Wilhelm verließ das Gebäude, sah sich um. „Oh nein. Wie schön ist das hier draußen. Ich liebe den Winter.“
Er tanzte, fing Schneeflocken mit der Zunge und schnappte sich einen Schlitten, um damit ins Tal zu rodeln.

(c) 2023, Marco Wittler

215. Wilhelm macht Gewitter

Wilhelm macht Gewitter

‚Lektion 3: Erzeuge ein kräftiges Gewitter und erschrecke die Menschen damit.‘
Nichts leichter als das. Wilhelm schlug das Buch der Geisterschule zu und blickte aus dem Fenster zu den Wolken hinauf. „Das ist aber ganz schön hoch. Das wird nichts mit meiner Höhenangst. Ich brauche eine Alternative.“
Er sah sich um. Sein Blick fiel auf den Lichtschalter. „Das ist besser.“ er drückte drauf. An. Aus. An. Aus. Wilhelm grinste. Er begann zu singen und zu tanzen.
„I like to move it move it.“

(c) 2023, Marco Wittler

214. Wilhelm erstarrt

Wilhelm erstarrt

Wilhelm schlug das Buch der Geisterschule zu. ‚Wie man jemanden erstarren lässt.‘ Nichts einfacher, als das.
Er grinste, durchdrang die Wand seines Zimmers und baute sich vor sich dem erstbesten Menschen auf, der ihm begegnete. „Booooh!“
Doch statt zu erstarren, begann der Mensch zu lachen und ging dann weiter.
Wilhelm kratzte sich am Kopf.

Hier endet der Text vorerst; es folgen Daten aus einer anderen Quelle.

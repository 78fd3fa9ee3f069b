//! Supervised (features, target) tables for model fitting

use super::{features_at, FeatureRow};
use crate::data::HourlySeries;
use crate::error::{ForecastError, Result};
use chrono::{DateTime, Utc};
use tracing::debug;

/// Ordered training rows, one per hour whose target and features all exist
#[derive(Debug, Clone, Default, PartialEq)]
pub struct SupervisedTable {
    timestamps: Vec<DateTime<Utc>>,
    rows: Vec<FeatureRow>,
    targets: Vec<f64>,
}

impl SupervisedTable {
    /// Number of rows
    pub fn len(&self) -> usize {
        self.rows.len()
    }

    /// True when the table holds no rows
    pub fn is_empty(&self) -> bool {
        self.rows.is_empty()
    }

    /// Target timestamps in ascending order
    pub fn timestamps(&self) -> &[DateTime<Utc>] {
        &self.timestamps
    }

    /// Feature rows aligned with [`Self::timestamps`]
    pub fn rows(&self) -> &[FeatureRow] {
        &self.rows
    }

    /// Targets aligned with [`Self::timestamps`]
    pub fn targets(&self) -> &[f64] {
        &self.targets
    }

    /// Dense feature matrix, one inner vector per row
    pub fn feature_matrix(&self) -> Vec<Vec<f64>> {
        self.rows.iter().map(FeatureRow::to_vec).collect()
    }

    /// Split off the last `holdout` rows, keeping time order
    pub fn split_tail(&self, holdout: usize) -> Result<(Self, Self)> {
        if self.len() < holdout {
            return Err(ForecastError::InsufficientHistoryError {
                needed: holdout,
                got: self.len(),
            });
        }

        let cut = self.len() - holdout;
        let head = Self {
            timestamps: self.timestamps[..cut].to_vec(),
            rows: self.rows[..cut].to_vec(),
            targets: self.targets[..cut].to_vec(),
        };
        let tail = Self {
            timestamps: self.timestamps[cut..].to_vec(),
            rows: self.rows[cut..].to_vec(),
            targets: self.targets[cut..].to_vec(),
        };
        Ok((head, tail))
    }
}

/// Turn an hourly series into a leak-free supervised table
///
/// Hours without a target, or with any lag or rolling input missing, are
/// dropped. This always excludes the first 168 hours and every hour whose
/// dependencies touch a gap.
pub fn build_supervised(series: &HourlySeries) -> SupervisedTable {
    let mut table = SupervisedTable::default();

    for (ts, target) in series.timestamps().zip(series.values().iter()) {
        let Some(y) = *target else {
            continue;
        };
        let row = features_at(series, ts);
        if !row.is_complete() {
            continue;
        }
        table.timestamps.push(ts);
        table.rows.push(row);
        table.targets.push(y);
    }

    debug!(
        hours = series.len(),
        rows = table.len(),
        dropped = series.len() - table.len(),
        "built supervised table"
    );
    table
}

#[cfg(test)]
mod tests {
    use super::*;
    use chrono::TimeZone;

    fn ramp(n: usize) -> HourlySeries {
        let start = Utc.with_ymd_and_hms(2025, 12, 1, 0, 0, 0).unwrap();
        let values: Vec<f64> = (0..n).map(|i| i as f64).collect();
        HourlySeries::from_values(start, &values).unwrap()
    }

    #[test]
    fn test_first_week_is_dropped() {
        let series = ramp(200);
        let table = build_supervised(&series);

        assert_eq!(table.len(), 32);
        assert_eq!(table.timestamps()[0], series.timestamp_at(168));
        assert_eq!(table.targets()[0], 168.0);
    }

    #[test]
    fn test_split_tail_keeps_order() {
        let table = build_supervised(&ramp(200));
        let (train, test) = table.split_tail(10).unwrap();

        assert_eq!(train.len(), 22);
        assert_eq!(test.len(), 10);
        assert!(train.timestamps().last().unwrap() < &test.timestamps()[0]);
    }

    #[test]
    fn test_split_tail_rejects_small_tables() {
        let table = build_supervised(&ramp(200));
        assert!(matches!(
            table.split_tail(33),
            Err(ForecastError::InsufficientHistoryError { needed: 33, got: 32 })
        ));
    }
}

Was hatte er nur falsch gemacht?
Und schon war er selbst erstarrt. Ohne es zu merken, war er im Nachbargebäude in einem Tiefkühlschrank mit Glastür gelandet.

(c) 2023, Marco Wittler

210. Wilhelm kann sich nicht entscheiden

Wilhelm kann sich nicht entscheiden

Wilhelm kratzte sich am Kopf. Na gut, er versuchte es nur, denn die Hand durchdrang ihn einfach, denn Willy war ein Geist.
Noch einmal blickte er in das Lehrbuch aus der Zauberschule. Dort stand: Such dir eine alte Burg und schwebe durch ihren Eingang.
„Mist.“ Er blickte auf die drei Tür vor sich. „Da steht was von EIN GANG, und nicht dreien. Welche muss ich denn jetzt nehmen? Sind wir hier bei Geh aufs Ganze, oder was?“
Enttäuscht kehrte er in den Klassenraum zurück. Das war nicht seine Nacht.